The determining means 35 compares the feature stored in the RAM 8 as a storage with the feature of the caller newly extracted to determine whether the voice of the caller is that of the registered person or not, and outputs the result of determination to the determination result notifying means 36.

The determination result notifying means 36 makes one of the two LEDs 16 and 17 emit light in accordance with the result of determination made by the determining means 35. For example, it is set so that when the caller is determined as a registered person, the blue LED 16 emits light and, when the caller is not a registered person, the red LED 17 emits light. When such a setting is made and a next of kin of the user teaches the user not to trust a caller when the red LED 17 emits light because the caller is someone the user does not know, the user can be prevented from becoming the victim of a crime such as “a confidence game”.

Alternately, when the telephone 1 is purchased and mounted, first, registration may be directly performed in a manner similar to the first embodiment and, after that, registration may be performed via the PSTN 4 in a manner similar to the second embodiment. It is known that characteristics of voice of a human being change with growth of the human being, changes in the body shape, a change in the body condition when the human being catches a cold, and the like. Usually, in the case of using the speaker recognizing technique, an operation of periodically updating registration or the like is performed to deal with a change in the voice quality. By performing the updating via the PSTN 4, the registered person does not have to come to the telephone 1 each time the updating is performed.

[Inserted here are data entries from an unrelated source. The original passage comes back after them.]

/// Reducer function: (state, event) -> (next_state, effects)
///
/// Key rules:
/// - Never mutate state directly
/// - Drop events with stale turn ids
/// - A turn ends only by reaching Idle or Error
pub fn reduce(state: &TurnState, event: Event, limits: &TurnLimits) -> (TurnState, Vec<Effect>) {
    use Effect::*;
    use Event::*;
    use TurnState::*;

    let current_id = state.turn_id();
    let is_stale = |eid: Uuid| Some(eid) != current_id;

    match (state, event) {
        // -----------------
        // Idle
        // -----------------
        (Idle, StartTurn) => {
            let id = Uuid::new_v4();
            (
                Recording {
                    turn_id: id,
                    started_at: Instant::now(),
                },
                vec![BeginTurn { id }],
            )
        }
        (Idle, StopTurn) | (Idle, CancelTurn) => (Idle, vec![]),

        // -----------------
        // Recording
        // -----------------
        (Recording { turn_id, .. }, CaptureStarted { id }) if *turn_id == id => {
            (state.clone(), vec![])
        }
        (Recording { turn_id, .. }, CaptureFailed { id, error }) if *turn_id == id => {
            let (recoverable, kind) = classify_capture_failure(&error);
            let message = error.to_string();
            if recoverable {
                (Idle, vec![Notify { kind, message }])
            } else {
                (
                    TurnState::Error {
                        message: message.clone(),
                    },
                    vec![ReleaseAll, Notify { kind, message }],
                )
            }
        }
        (Recording { turn_id, .. }, ConnectFailed { id, error }) if *turn_id == id => {
            let kind = classify_transport_failure(&error);
            let message = error.to_string();
            (
                TurnState::Error {
                    message: message.clone(),
                },
                vec![ReleaseAll, Notify { kind, message }],
            )
        }
        (Recording { turn_id, .. }, StopTurn) => (
            Processing { turn_id: *turn_id },
            vec![StopCapture { id: *turn_id }],
        ),
        // The sample stream ended on its own (device went away): treat
        // it as an implicit stop so the turn cannot strand
        (Recording { turn_id, .. }, InputFlushed { id, bytes }) if *turn_id == id => {
            if bytes == 0 {
                (
                    Idle,
                    vec![
                        StopCapture { id },
                        DiscardInput { id },
                        Notify {
                            kind: NoticeKind::TranscriptionEmpty,
                            message: "No speech detected".to_string(),
                        },
                    ],
                )
            } else {
                (
                    Processing { turn_id: *turn_id },
                    vec![StopCapture { id }, CommitInput { id, bytes }],
                )
            }
        }
        (Recording { turn_id, .. }, CancelTurn) => {
            (Idle, vec![AbortCapture { id: *turn_id }])
        }
        (
            Recording {
                turn_id,
                started_at,
            },
            RecordingTick { id },
        ) if *turn_id == id => {
            if started_at.elapsed() >= limits.max_recording {
                log::warn!(
                    "Turn {} auto-stopped after {:?} (max recording duration)",
                    turn_id,
                    started_at.elapsed()
                );
                (
                    Processing { turn_id: *turn_id },
                    vec![StopCapture { id: *turn_id }],
                )
            } else {
                (state.clone(), vec![])
            }
        }

        // -----------------
        // Processing
        // -----------------
        // Capture start raced with an early stop: release immediately,
        // the pump will flush whatever was captured
        (Processing { turn_id }, CaptureStarted { id }) if *turn_id == id => {
            (state.clone(), vec![StopCapture { id }])
        }
        (Processing { turn_id }, InputFlushed { id, bytes }) if *turn_id == id => {
            if bytes == 0 {
                (
                    Idle,
                    vec![
                        DiscardInput { id },
                        Notify {
                            kind: NoticeKind::TranscriptionEmpty,
                            message: "No speech detected".to_string(),
                        },
                    ],
                )
            } else {
                (state.clone(), vec![CommitInput { id, bytes }])
            }
        }
        (Processing { turn_id }, TranscriptReady { id, transcript }) if *turn_id == id => {
            if transcript.trim().is_empty() {
                (
                    Idle,
                    vec![Notify {
                        kind: NoticeKind::TranscriptionEmpty,
                        message: "No speech detected".to_string(),
                    }],
                )
            } else {
                (
                    AiThinking { turn_id: *turn_id },
                    vec![NotifyTranscript {
                        text: transcript,
                        is_user: true,
                    }],
                )
            }
        }
        // Response deltas can outrun the user transcript; buffer them
        (Processing { turn_id }, ResponseTextDelta { id, delta }) if *turn_id == id => {
            (state.clone(), vec![AppendResponseText { id, delta }])
        }
        (Processing { turn_id }, ResponseAudioDelta { id, audio }) if *turn_id == id => {
            (state.clone(), vec![AppendResponseAudio { id, audio }])
        }
        (Processing { turn_id }, ResponseAudioDone { id }) if *turn_id == id => (
            AiSpeaking { turn_id: *turn_id },
            vec![EnqueueResponse { id }],
        ),
        (Processing { turn_id }, CancelTurn) => {
            (Idle, vec![DiscardInput { id: *turn_id }])
        }

        // -----------------
        // AiThinking
        // -----------------
        (AiThinking { turn_id }, ResponseTextDelta { id, delta }) if *turn_id == id => {
            (state.clone(), vec![AppendResponseText { id, delta }])
        }
        (AiThinking { turn_id }, ResponseTextDone { id, transcript }) if *turn_id == id => (
            state.clone(),
            vec![
                SetResponseText {
                    id,
                    text: transcript.clone(),
                },
                NotifyTranscript {
                    text: transcript,
                    is_user: false,
                },
            ],
        ),
        (AiThinking { turn_id }, ResponseAudioDelta { id, audio }) if *turn_id == id => {
            (state.clone(), vec![AppendResponseAudio { id, audio }])
        }
        (AiThinking { turn_id }, ResponseAudioDone { id }) if *turn_id == id => (
            AiSpeaking { turn_id: *turn_id },
            vec![EnqueueResponse { id }],
        ),
        // Late deltas for the abandoned turn become stale and drop
        (AiThinking { .. }, CancelTurn) => (Idle, vec![]),

        // -----------------
        // AiSpeaking
        // -----------------
        // Late transcripts after audio completion still reach callers
        (AiSpeaking { turn_id }, TranscriptReady { id, transcript }) if *turn_id == id => (
            state.clone(),
            vec![NotifyTranscript {
                text: transcript,
                is_user: true,
            }],
        ),
        (AiSpeaking { turn_id }, ResponseTextDone { id, transcript }) if *turn_id == id => (
            state.clone(),
            vec![
                SetResponseText {
                    id,
                    text: transcript.clone(),
                },
                NotifyTranscript {
                    text: transcript,
                    is_user: false,
                },
            ],
        ),
        (AiSpeaking { turn_id }, PlaybackFinished { id, outcome }) if *turn_id == id => {
            let mut effects = vec![];
            if let PlaybackOutcome::Failed(e) = outcome {
                effects.push(Notify {
                    kind: NoticeKind::PlaybackFailed,
                    message: e.to_string(),
                });
            }
            // Cancelled is user-initiated; stays silent
            (Idle, effects)
        }
        (AiSpeaking { .. }, CancelTurn) => (Idle, vec![CancelPlayback]),

        // Transcript completion racing into AiThinking (arrived while
        // a response is already streaming)
        (AiThinking { turn_id }, TranscriptReady { id, transcript }) if *turn_id == id => (
            state.clone(),
            vec![NotifyTranscript {
                text: transcript,
                is_user: true,
            }],
        ),

        // -----------------
        // Transport faults (any active state)
        // -----------------
        (TurnState::Error { .. }, ConnectionLost { .. })
        | (TurnState::Error { .. }, ServerError { .. }) => {
            // Already surfaced once; stay put without a second notice
            (state.clone(), vec![])
        }
        (_, ConnectionLost { message }) => (
            TurnState::Error {
                message: message.clone(),
            },
            vec![
                ReleaseAll,
                Notify {
                    kind: NoticeKind::NetworkError,
                    message,
                },
            ],
        ),
        (_, ServerError { message }) => (
            TurnState::Error {
                message: message.clone(),
            },
            vec![
                ReleaseAll,
                Notify {
                    kind: NoticeKind::NetworkError,
                    message,
                },
            ],
        ),

        // -----------------
        // Error (recoverable)
        // -----------------
        (TurnState::Error { .. }, StartTurn) | (TurnState::Error { .. }, CancelTurn) => {
            // User action resets the guards; the next start records
            (Idle, vec![])
        }

        // -----------------
        // Cleanup (any state, idempotent)
        // -----------------
        (_, Cleanup) => (Idle, vec![ReleaseAll]),

        // -----------------
        // Stale or raced capture start: release the orphan handle
        // -----------------
        (_, CaptureStarted { id }) if is_stale(id) => {
            (state.clone(), vec![AbortCapture { id }])
        }

        // -----------------
        // Stale events (drop silently)
        // -----------------
        (_, CaptureFailed { id, .. }) if is_stale(id) => (state.clone(), vec![]),
        (_, ConnectFailed { id, .. }) if is_stale(id) => (state.clone(), vec![]),
        (_, InputFlushed { id, .. }) if is_stale(id) => (state.clone(), vec![]),
        (_, RecordingTick { id }) if is_stale(id) => (state.clone(), vec![]),
        (_, TranscriptReady { id, .. }) if is_stale(id) => (state.clone(), vec![]),
        (_, ResponseTextDelta { id, .. }) if is_stale(id) => (state.clone(), vec![]),
        (_, ResponseTextDone { id, .. }) if is_stale(id) => (state.clone(), vec![]),
        (_, ResponseAudioDelta { id, .. }) if is_stale(id) => (state.clone(), vec![]),
        (_, ResponseAudioDone { id }) if is_stale(id) => (state.clone(), vec![]),
        (_, PlaybackFinished { id, .. }) if is_stale(id) => (state.clone(), vec![]),

        // -----------------
        // Unhandled: no transition
        // -----------------
        _ => (state.clone(), vec![]),
    }
}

According to the second embodiment, the personality feature indicative of the personality is extracted from a voice signal of a person to be preliminarily registered, which is input via the PSTN 4 as a telephone line, and is stored in the RAM 8 as a storage. Meanwhile, when a call is received, the personality feature indicative of personality is extracted from the voice signal from the PSTN 4 as a telephone line and is compared with the personality feature stored in the RAM 8, thereby determining whether the caller of the voice signal input from the PSTN 4 as a telephone line is any of persons whose personality features are registered in the RAM 8 or not is determined. The result of determination is notified. In such a manner, in the case where a call is received by the telephone 1, if the call is from a person whose personality feature is not stored in the RAM 8, the user is notified of the fact. Consequently, when an elderly person living alone or the like uses the telephone 1 and registers a next of kin or the like, the elderly person can be protected from a crime such as “a confidence game”.

Although the ROM 7 is applied as a storage medium in each of the foregoing embodiments, not only the ROM 7 but also various media such as a semiconductor memory can be used. It is also possible to download a program via a network such as the Internet and install the program onto a nonvolatile ROM or the like. In this case, a storage on which the program is stored on a server on the transmission side is also the storing medium of the invention. As the program, a program which operates on a predetermined OS (Operating System) may be used. In this case, part of the various processes may be performed by the OS. The program may be included as part of a group of program files constructing predetermined application software, OS, or the like.

Although the cordless telephone 1 is used as the telephone in the foregoing embodiments, the telephone 1 is not limited to the cordless telephone but may be a cellular phone or the like.

Further, although the embodiments have been described that two feature extracting means are provided, which are the first feature extracting means for performing authentication upon registration and the second feature extracting means performing authentication when a call is actually received, the same feature extracting means may be used as the first and second feature extracting means.